### Required action
Write out exactly the lines of the entries below from the one holding "repository 1ab7fc059ae9a9b6" to the one holding "the public URL.", inclusive, and leave out all other lines.

[Collected data]
+++++

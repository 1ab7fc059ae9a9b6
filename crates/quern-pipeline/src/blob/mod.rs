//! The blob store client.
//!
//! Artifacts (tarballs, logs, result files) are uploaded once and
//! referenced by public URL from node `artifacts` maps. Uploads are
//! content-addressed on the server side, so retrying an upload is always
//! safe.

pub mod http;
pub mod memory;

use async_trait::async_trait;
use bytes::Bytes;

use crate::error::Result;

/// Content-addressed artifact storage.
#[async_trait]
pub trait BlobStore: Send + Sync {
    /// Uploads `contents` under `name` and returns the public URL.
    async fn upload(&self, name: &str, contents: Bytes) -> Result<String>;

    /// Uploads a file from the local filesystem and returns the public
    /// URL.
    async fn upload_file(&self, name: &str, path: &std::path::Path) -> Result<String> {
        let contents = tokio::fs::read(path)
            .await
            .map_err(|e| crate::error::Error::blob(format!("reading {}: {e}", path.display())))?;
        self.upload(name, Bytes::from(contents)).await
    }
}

+++++

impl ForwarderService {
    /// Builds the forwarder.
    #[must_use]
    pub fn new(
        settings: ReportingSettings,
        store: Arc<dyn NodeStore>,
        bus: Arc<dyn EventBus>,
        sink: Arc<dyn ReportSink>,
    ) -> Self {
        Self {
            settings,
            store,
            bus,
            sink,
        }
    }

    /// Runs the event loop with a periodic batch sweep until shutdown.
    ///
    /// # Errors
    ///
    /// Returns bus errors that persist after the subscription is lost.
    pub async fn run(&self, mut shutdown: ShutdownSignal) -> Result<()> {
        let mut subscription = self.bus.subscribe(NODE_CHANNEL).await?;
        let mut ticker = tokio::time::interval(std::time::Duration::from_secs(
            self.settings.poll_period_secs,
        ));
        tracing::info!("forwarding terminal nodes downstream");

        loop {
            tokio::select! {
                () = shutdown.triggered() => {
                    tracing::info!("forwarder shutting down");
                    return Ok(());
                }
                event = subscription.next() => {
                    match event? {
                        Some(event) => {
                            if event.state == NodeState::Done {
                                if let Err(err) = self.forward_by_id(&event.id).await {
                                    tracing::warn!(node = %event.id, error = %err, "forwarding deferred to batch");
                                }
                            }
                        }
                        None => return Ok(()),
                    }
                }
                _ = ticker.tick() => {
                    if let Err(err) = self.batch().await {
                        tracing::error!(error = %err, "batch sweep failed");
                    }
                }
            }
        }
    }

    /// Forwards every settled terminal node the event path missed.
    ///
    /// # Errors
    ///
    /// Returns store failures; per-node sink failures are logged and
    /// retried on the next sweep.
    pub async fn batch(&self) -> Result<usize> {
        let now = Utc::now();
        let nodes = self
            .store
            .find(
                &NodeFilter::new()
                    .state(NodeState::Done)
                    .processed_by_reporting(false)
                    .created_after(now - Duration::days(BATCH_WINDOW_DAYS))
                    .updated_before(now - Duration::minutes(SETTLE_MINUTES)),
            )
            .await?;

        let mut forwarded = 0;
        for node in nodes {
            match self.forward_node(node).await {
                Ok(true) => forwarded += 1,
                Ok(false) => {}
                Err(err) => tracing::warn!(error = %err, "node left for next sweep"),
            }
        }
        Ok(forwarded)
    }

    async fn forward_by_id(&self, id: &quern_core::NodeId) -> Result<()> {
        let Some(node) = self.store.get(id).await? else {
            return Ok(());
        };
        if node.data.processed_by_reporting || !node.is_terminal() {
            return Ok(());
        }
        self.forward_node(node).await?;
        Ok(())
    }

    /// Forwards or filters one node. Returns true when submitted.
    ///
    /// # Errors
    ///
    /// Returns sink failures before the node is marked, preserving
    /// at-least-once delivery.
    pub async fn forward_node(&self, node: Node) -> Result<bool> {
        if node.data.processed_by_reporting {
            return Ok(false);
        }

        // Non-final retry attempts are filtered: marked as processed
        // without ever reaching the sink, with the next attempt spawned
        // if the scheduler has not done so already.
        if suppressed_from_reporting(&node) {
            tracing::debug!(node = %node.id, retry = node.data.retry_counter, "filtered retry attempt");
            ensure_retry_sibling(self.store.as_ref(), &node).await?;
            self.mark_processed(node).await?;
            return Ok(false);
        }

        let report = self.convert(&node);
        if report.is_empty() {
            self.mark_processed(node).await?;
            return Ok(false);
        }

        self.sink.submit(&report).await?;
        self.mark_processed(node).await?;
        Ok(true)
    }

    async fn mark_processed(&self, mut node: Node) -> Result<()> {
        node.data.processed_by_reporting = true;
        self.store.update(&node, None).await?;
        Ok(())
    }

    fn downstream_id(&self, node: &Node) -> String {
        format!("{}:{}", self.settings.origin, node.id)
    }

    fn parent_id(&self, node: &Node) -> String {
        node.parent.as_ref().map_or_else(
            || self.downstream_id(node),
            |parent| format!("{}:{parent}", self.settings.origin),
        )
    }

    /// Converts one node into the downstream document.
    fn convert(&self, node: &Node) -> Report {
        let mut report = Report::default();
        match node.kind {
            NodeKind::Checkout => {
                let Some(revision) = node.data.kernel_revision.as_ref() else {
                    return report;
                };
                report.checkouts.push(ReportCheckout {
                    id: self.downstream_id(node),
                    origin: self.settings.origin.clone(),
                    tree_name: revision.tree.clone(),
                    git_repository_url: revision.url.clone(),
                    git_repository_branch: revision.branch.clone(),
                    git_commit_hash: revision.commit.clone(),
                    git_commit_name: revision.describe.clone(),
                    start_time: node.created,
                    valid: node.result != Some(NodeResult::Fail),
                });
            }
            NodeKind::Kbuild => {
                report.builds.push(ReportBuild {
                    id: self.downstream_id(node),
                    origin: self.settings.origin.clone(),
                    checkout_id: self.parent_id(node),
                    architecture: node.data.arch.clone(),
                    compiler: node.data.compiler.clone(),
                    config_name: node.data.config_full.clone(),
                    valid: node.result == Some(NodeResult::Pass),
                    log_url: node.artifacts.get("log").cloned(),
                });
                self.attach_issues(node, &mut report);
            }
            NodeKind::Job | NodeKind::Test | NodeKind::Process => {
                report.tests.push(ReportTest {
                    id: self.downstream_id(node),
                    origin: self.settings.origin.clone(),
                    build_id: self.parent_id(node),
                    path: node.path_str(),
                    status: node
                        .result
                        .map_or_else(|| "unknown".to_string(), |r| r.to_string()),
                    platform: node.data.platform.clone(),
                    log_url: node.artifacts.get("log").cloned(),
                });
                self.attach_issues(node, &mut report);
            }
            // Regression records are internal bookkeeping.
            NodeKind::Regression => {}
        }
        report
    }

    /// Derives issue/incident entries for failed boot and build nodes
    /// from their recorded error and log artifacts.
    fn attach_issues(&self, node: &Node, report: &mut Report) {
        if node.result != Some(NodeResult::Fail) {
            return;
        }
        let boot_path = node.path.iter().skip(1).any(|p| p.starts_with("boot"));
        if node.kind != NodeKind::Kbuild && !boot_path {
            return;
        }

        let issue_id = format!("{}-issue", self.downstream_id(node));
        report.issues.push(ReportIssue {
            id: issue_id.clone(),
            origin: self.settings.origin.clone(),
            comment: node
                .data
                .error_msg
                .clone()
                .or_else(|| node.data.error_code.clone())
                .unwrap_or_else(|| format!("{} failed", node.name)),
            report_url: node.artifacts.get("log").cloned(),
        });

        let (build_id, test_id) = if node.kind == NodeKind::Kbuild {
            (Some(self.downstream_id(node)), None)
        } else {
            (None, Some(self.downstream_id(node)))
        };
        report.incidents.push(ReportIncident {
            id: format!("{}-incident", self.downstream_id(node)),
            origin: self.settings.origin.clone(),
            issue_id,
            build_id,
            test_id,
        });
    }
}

+++++

### Completed task
repository 1ab7fc059ae9a9b6
filename crates/quern-pipeline/src/blob/mod.rs
//! The blob store client.
//!
//! Artifacts (tarballs, logs, result files) are uploaded once and
//! referenced by public URL from node `artifacts` maps. Uploads are
//! content-addressed on the server side, so retrying an upload is always
//! safe.

pub mod http;
pub mod memory;

use async_trait::async_trait;
use bytes::Bytes;

use crate::error::Result;

/// Content-addressed artifact storage.
#[async_trait]
pub trait BlobStore: Send + Sync {
    /// Uploads `contents` under `name` and returns the public URL.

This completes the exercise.